O representante do Sindicato dos Auditores do Tribunal de Contas do Estado, relacionou o “pacote da morte” com o Regime de Recuperação Fiscal, que vem sendo negociado com o governo federal desde a gestão de José Ivo Sartori. “Temos que rejeitar o pacote e a adesão ao RRF, que vem sendo a justificativa para medidas duras. A dívida do Estado já está paga, mas aderindo ao RRF, o governo abre mão dessa discussão”.

As privatizações do setor elétrico sem que haja plebiscito, medida autorizada pela Assembleia legislativa este ano, também foram lembradas, assim como as extinções de fundações públicas.

Bella Ciao versão leite azedo

Mas nem tudo foi discurso. Um dos números culturais da tarde ficou a cargo de um coral de professoras aposentadas de Bento Gonçalves, que se apresentaram vestindo camisetas com os dizeres “lute como uma educadora”. Elas cantaram o Hino Riograndense e a canção anarquista Bella Ciao, que ficou famosa no seriado A Casa de Papel.

“É com muita alegria que vamos cantar essa música, que fala sobre um partigiano (integrante da resistência ao fascismo) que se despede de sua amada e pede que, se morrer na luta, o enterrem na montanha mais alta, ao lado da bela flor, para que saibam que ali está alguém que lutou pela liberdade. E nós estamos aqui, lutando pela nossa liberdade e pelos nossos direitos”, avisou uma das integrantes do coro.

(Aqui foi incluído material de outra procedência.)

//! Reporting utilities: formatted terminal output.
//!
//! We keep formatting code in one place so:
//! - the pipeline and API clients stay free of presentation concerns
//! - output changes are localized

pub mod format;

pub use format::*;
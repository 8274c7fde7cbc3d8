//! Tracing subscriber setup.

use tracing::debug;

/// Verbosity chosen on the command line.
#[derive(Debug, Clone, Copy, PartialEq, Eq, Default)]
pub enum Verbosity {
    Quiet,
    #[default]
    Normal,
    Verbose,
}

impl Verbosity {
    pub fn from_flags(verbose: bool, quiet: bool) -> Self {
        match (verbose, quiet) {
            (true, _) => Verbosity::Verbose,
            (false, true) => Verbosity::Quiet,
            _ => Verbosity::Normal,
        }
    }

    fn level(self) -> &'static str {
        match self {
            Verbosity::Quiet => "warn",
            Verbosity::Normal => "info",
            Verbosity::Verbose => "debug",
        }
    }
}

/// Install the global subscriber. Logs go to stderr; stdout is kept for reports.
///
/// `RUST_LOG` wins, then `LOG_LEVEL`, then the command-line verbosity.
/// Calling this twice is harmless (the second install is ignored).
pub fn init(verbosity: Verbosity) {
    use tracing_subscriber::{EnvFilter, fmt, layer::SubscriberExt, util::SubscriberInitExt};

    let level = match verbosity {
        Verbosity::Normal => std::env::var("LOG_LEVEL")
            .map(|l| l.to_lowercase())
            .unwrap_or_else(|_| verbosity.level().to_string()),
        other => other.level().to_string(),
    };
    let filter = EnvFilter::try_from_default_env().unwrap_or_else(|_| EnvFilter::new(format!("faen_cde={level}")));

    let installed = tracing_subscriber::registry()
        .with(filter)
        .with(
            fmt::layer()
                .with_target(false)
                .with_level(true)
                .with_writer(std::io::stderr)
                .compact(),
        )
        .try_init();

    if installed.is_ok() {
        debug!(level = %level, "logging initialized");
    }
}
//! Input/output helpers.
//!
//! - dataset document export (`export`)

pub mod export;

pub use export::*;
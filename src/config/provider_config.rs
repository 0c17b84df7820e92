use crate::config::{ConfigError, DeployEnv};
use crate::domain::ports::Capability;
use serde::{Deserialize, Serialize};
use std::env;

/// Priority position of a provider in the failover chain.
#[derive(Debug, Clone, Copy, PartialEq, Eq, Serialize, Deserialize)]
#[serde(rename_all = "lowercase")]
pub enum ProviderRole {
    Primary,
    Fallback,
}

/// How a provider authenticates. `EnvKeys` reads `<ID>_KEY` and
/// `<ID>_SECRET` from the environment at startup; secrets never live in
/// the config file.
#[derive(Debug, Clone, Copy, PartialEq, Eq, Default, Serialize, Deserialize)]
#[serde(rename_all = "snake_case")]
pub enum ProviderAuth {
    #[default]
    None,
    EnvKeys,
}

/// One entry of the ordered `providers` list.
#[derive(Debug, Clone, Serialize, Deserialize)]
pub struct ProviderConfig {
    pub id: String,
    pub role: ProviderRole,
    pub capabilities: Vec<Capability>,
    #[serde(default)]
    pub auth: ProviderAuth,
    /// Optional endpoint override; when absent the deploy environment
    /// selects the provider's default endpoint.
    #[serde(default)]
    pub base_url: Option<String>,
}

/// Credentials resolved from the environment for one provider.
#[derive(Debug, Clone, Default)]
pub struct ProviderCredentials {
    pub api_key: String,
    pub api_secret: String,
}

impl ProviderConfig {
    /// Resolves the effective base URL for `deploy_env`, falling back to
    /// the known endpoints for the built-in providers.
    pub fn endpoint(&self, deploy_env: DeployEnv) -> Result<String, ConfigError> {
        if let Some(url) = &self.base_url {
            return Ok(url.clone());
        }
        let url = match (self.id.as_str(), deploy_env) {
            ("binance", DeployEnv::Prod) => "https://api.binance.com",
            ("binance", DeployEnv::Dev) => "https://testnet.binance.vision",
            ("coinbase", DeployEnv::Prod) => "https://api.exchange.coinbase.com",
            ("coinbase", DeployEnv::Dev) => "https://api-public.sandbox.exchange.coinbase.com",
            _ => {
                return Err(ConfigError::Invalid {
                    reason: format!(
                        "provider '{}' has no base_url and no built-in endpoint",
                        self.id
                    ),
                });
            }
        };
        Ok(url.to_string())
    }

    /// Loads credentials per the auth mode. Missing env vars are a startup
    /// failure for `EnvKeys` providers.
    pub fn credentials(&self) -> Result<ProviderCredentials, ConfigError> {
        match self.auth {
            ProviderAuth::None => Ok(ProviderCredentials::default()),
            ProviderAuth::EnvKeys => {
                let prefix = self.id.to_uppercase();
                let api_key = env::var(format!("{}_KEY", prefix)).map_err(|_| {
                    ConfigError::MissingCredentials {
                        provider: self.id.clone(),
                        var: format!("{}_KEY", prefix),
                    }
                })?;
                let api_secret = env::var(format!("{}_SECRET", prefix)).map_err(|_| {
                    ConfigError::MissingCredentials {
                        provider: self.id.clone(),
                        var: format!("{}_SECRET", prefix),
                    }
                })?;
                Ok(ProviderCredentials { api_key, api_secret })
            }
        }
    }
}

#[cfg(test)]
mod tests {
    use super::*;

    #[test]
    fn test_builtin_endpoints_per_environment() {
        let config = ProviderConfig {
            id: "binance".to_string(),
            role: ProviderRole::Primary,
            capabilities: vec![Capability::Candles],
            auth: ProviderAuth::None,
            base_url: None,
        };
        assert_eq!(
            config.endpoint(DeployEnv::Prod).unwrap(),
            "https://api.binance.com"
        );
        assert_eq!(
            config.endpoint(DeployEnv::Dev).unwrap(),
            "https://testnet.binance.vision"
        );
    }

    #[test]
    fn test_unknown_provider_requires_base_url() {
        let mut config = ProviderConfig {
            id: "kraken".to_string(),
            role: ProviderRole::Fallback,
            capabilities: vec![Capability::Ticker],
            auth: ProviderAuth::None,
            base_url: None,
        };
        assert!(config.endpoint(DeployEnv::Prod).is_err());

        config.base_url = Some("https://api.kraken.example".to_string());
        assert_eq!(
            config.endpoint(DeployEnv::Prod).unwrap(),
            "https://api.kraken.example"
        );
    }
}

O ritmo de Bella Ciao, aliás, já tinha inspirado os servidores durante a caminhada, que criaram uma versão local, cujos versos são: “Trabalhadores, unificados, é pra lutar pra lutar, pra lutar-tar-tar. Esse pacote, do leite azedo, nós iremos derrubar”. Também teve funk adaptado e outras palavras de ordem bem humoradas.